Below are some lines of data. Return all of them as they are.

Dataset entries
+++
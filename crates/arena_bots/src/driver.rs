//! Bot driver: N independent sessions sharing one runtime and one transport.

use std::future::Future;
use std::sync::Arc;
use std::time::Duration;

use arena_client::tick::FixedInterval;
use arena_client::{ClientConfig, ClientError, Registration, SessionReport, SessionRunner};
use arena_net::{CharacterClass, Transport};
use tokio::sync::watch;
use tokio::task::JoinSet;
use tracing::{error, info, warn};

use crate::policy::BotPolicy;

/// Load-test parameters.
#[derive(Debug, Clone)]
pub struct DriverConfig {
    /// Number of concurrent sessions.
    pub count: usize,
    /// How long the sessions tick before shutdown.
    pub duration: Duration,
    /// Base seed for the policies; bot `i` uses `seed + i`.
    pub seed: u64,
    pub client: ClientConfig,
}

/// What happened to one bot.
#[derive(Debug)]
pub struct BotOutcome {
    pub index: usize,
    pub username: String,
    pub result: Result<SessionReport, ClientError>,
}

impl BotOutcome {
    /// A bot succeeded if it registered and shut down cleanly.
    #[must_use]
    pub fn succeeded(&self) -> bool {
        matches!(&self.result, Ok(report) if report.registered)
    }
}

/// Aggregate result of a driver run, ordered by bot index.
#[derive(Debug, Default)]
pub struct DriverReport {
    pub outcomes: Vec<BotOutcome>,
}

impl DriverReport {
    #[must_use]
    pub fn successes(&self) -> usize {
        self.outcomes.iter().filter(|o| o.succeeded()).count()
    }

    #[must_use]
    pub fn failures(&self) -> usize {
        self.outcomes.len() - self.successes()
    }

    /// Inputs handed to the transport across every bot.
    #[must_use]
    pub fn transmissions(&self) -> u64 {
        self.outcomes
            .iter()
            .filter_map(|o| o.result.as_ref().ok())
            .map(|report| report.transmissions)
            .sum()
    }
}

/// Spawns and supervises the bot sessions.
pub struct BotDriver<T: Transport> {
    config: DriverConfig,
    transport: Arc<T>,
}

impl<T: Transport> BotDriver<T> {
    pub fn new(config: DriverConfig, transport: Arc<T>) -> Self {
        Self { config, transport }
    }

    /// Run every bot until the duration elapses or `interrupt` resolves,
    /// then shut them all down and collect their outcomes.
    ///
    /// One bot failing never stops the others.
    pub async fn run(self, interrupt: impl Future<Output = ()>) -> DriverReport {
        let DriverConfig {
            count,
            duration,
            seed,
            client,
        } = self.config;
        info!(count, ?duration, "starting bots");

        let (shutdown_tx, shutdown) = watch::channel(false);
        let mut sessions = JoinSet::new();
        for index in 0..count {
            let username = format!("Bot_{}", index + 1);
            let runner = SessionRunner::new(client.clone(), Arc::clone(&self.transport));
            let policy = BotPolicy::new(seed.wrapping_add(index as u64));
            let ticks = FixedInterval::new(client.tick_interval);
            let registration = Registration::new(username.clone(), CharacterClass::Wizard);
            let shutdown = shutdown.clone();
            sessions.spawn(async move {
                let result = runner.run(registration, policy, ticks, shutdown).await;
                BotOutcome {
                    index,
                    username,
                    result,
                }
            });
        }

        tokio::select! {
            () = tokio::time::sleep(duration) => info!("run duration elapsed"),
            () = interrupt => info!("interrupted, stopping bots"),
        }
        shutdown_tx.send_replace(true);

        let mut outcomes = Vec::with_capacity(count);
        while let Some(joined) = sessions.join_next().await {
            match joined {
                Ok(outcome) => {
                    match &outcome.result {
                        Ok(report) => info!(
                            bot = %outcome.username,
                            ticks = report.ticks_attempted,
                            sent = report.transmissions,
                            last_sequence = report.last_sequence,
                            "bot finished"
                        ),
                        Err(err) => warn!(bot = %outcome.username, error = %err, "bot failed"),
                    }
                    outcomes.push(outcome);
                }
                Err(err) => error!(error = %err, "bot task aborted"),
            }
        }
        outcomes.sort_by_key(|o| o.index);

        let report = DriverReport { outcomes };
        info!(
            succeeded = report.successes(),
            failed = report.failures(),
            transmissions = report.transmissions(),
            "all bots stopped"
        );
        report
    }
}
+++
> _Answer box_
filename crates/arena_bots/src/driver.rs
//! Bot driver: N independent sessions sharing one runtime and one transport.

use std::future::Future;
use std::sync::Arc;
use std::time::Duration;

use arena_client::tick::FixedInterval;
use arena_client::{ClientConfig, ClientError, Registration, SessionReport, SessionRunner};
use arena_net::{CharacterClass, Transport};
use tokio::sync::watch;
use tokio::task::JoinSet;
use tracing::{error, info, warn};

use crate::policy::BotPolicy;

/// Load-test parameters.
#[derive(Debug, Clone)]
pub struct DriverConfig {
    /// Number of concurrent sessions.
    pub count: usize,
    /// How long the sessions tick before shutdown.
    pub duration: Duration,
    /// Base seed for the policies; bot `i` uses `seed + i`.
    pub seed: u64,
    pub client: ClientConfig,
}

/// What happened to one bot.
#[derive(Debug)]
pub struct BotOutcome {
    pub index: usize,
    pub username: String,
    pub result: Result<SessionReport, ClientError>,
}

impl BotOutcome {
    /// A bot succeeded if it registered and shut down cleanly.
    #[must_use]
    pub fn succeeded(&self) -> bool {
        matches!(&self.result, Ok(report) if report.registered)
    }
}

/// Aggregate result of a driver run, ordered by bot index.
#[derive(Debug, Default)]
pub struct DriverReport {
    pub outcomes: Vec<BotOutcome>,
}

impl DriverReport {
    #[must_use]
    pub fn successes(&self) -> usize {
        self.outcomes.iter().filter(|o| o.succeeded()).count()
    }

    #[must_use]
    pub fn failures(&self) -> usize {
        self.outcomes.len() - self.successes()
    }

    /// Inputs handed to the transport across every bot.
    #[must_use]
    pub fn transmissions(&self) -> u64 {
        self.outcomes
            .iter()
            .filter_map(|o| o.result.as_ref().ok())
            .map(|report| report.transmissions)
            .sum()
    }
}

/// Spawns and supervises the bot sessions.
pub struct BotDriver<T: Transport> {
    config: DriverConfig,
    transport: Arc<T>,
}

impl<T: Transport> BotDriver<T> {
    pub fn new(config: DriverConfig, transport: Arc<T>) -> Self {
        Self { config, transport }
    }

    /// Run every bot until the duration elapses or `interrupt` resolves,
    /// then shut them all down and collect their outcomes.
    ///
    /// One bot failing never stops the others.
    pub async fn run(self, interrupt: impl Future<Output = ()>) -> DriverReport {
        let DriverConfig {
            count,
            duration,
            seed,
            client,
        } = self.config;
        info!(count, ?duration, "starting bots");

        let (shutdown_tx, shutdown) = watch::channel(false);
        let mut sessions = JoinSet::new();
        for index in 0..count {
            let username = format!("Bot_{}", index + 1);
            let runner = SessionRunner::new(client.clone(), Arc::clone(&self.transport));
            let policy = BotPolicy::new(seed.wrapping_add(index as u64));
            let ticks = FixedInterval::new(client.tick_interval);
            let registration = Registration::new(username.clone(), CharacterClass::Wizard);
            let shutdown = shutdown.clone();
            sessions.spawn(async move {
                let result = runner.run(registration, policy, ticks, shutdown).await;
                BotOutcome {
                    index,
                    username,
                    result,
                }
            });
        }

        tokio::select! {
            () = tokio::time::sleep(duration) => info!("run duration elapsed"),
            () = interrupt => info!("interrupted, stopping bots"),
        }
        shutdown_tx.send_replace(true);

        let mut outcomes = Vec::with_capacity(count);
        while let Some(joined) = sessions.join_next().await {
            match joined {
                Ok(outcome) => {
                    match &outcome.result {
                        Ok(report) => info!(
                            bot = %outcome.username,
                            ticks = report.ticks_attempted,
                            sent = report.transmissions,
                            last_sequence = report.last_sequence,
                            "bot finished"
                        ),
                        Err(err) => warn!(bot = %outcome.username, error = %err, "bot failed"),
                    }
                    outcomes.push(outcome);
                }
                Err(err) => error!(error = %err, "bot task aborted"),
            }
        }
        outcomes.sort_by_key(|o| o.index);

        let report = DriverReport { outcomes };
        info!(
            succeeded = report.successes(),
            failed = report.failures(),
            transmissions = report.transmissions(),
            "all bots stopped"
        );
        report
    }
}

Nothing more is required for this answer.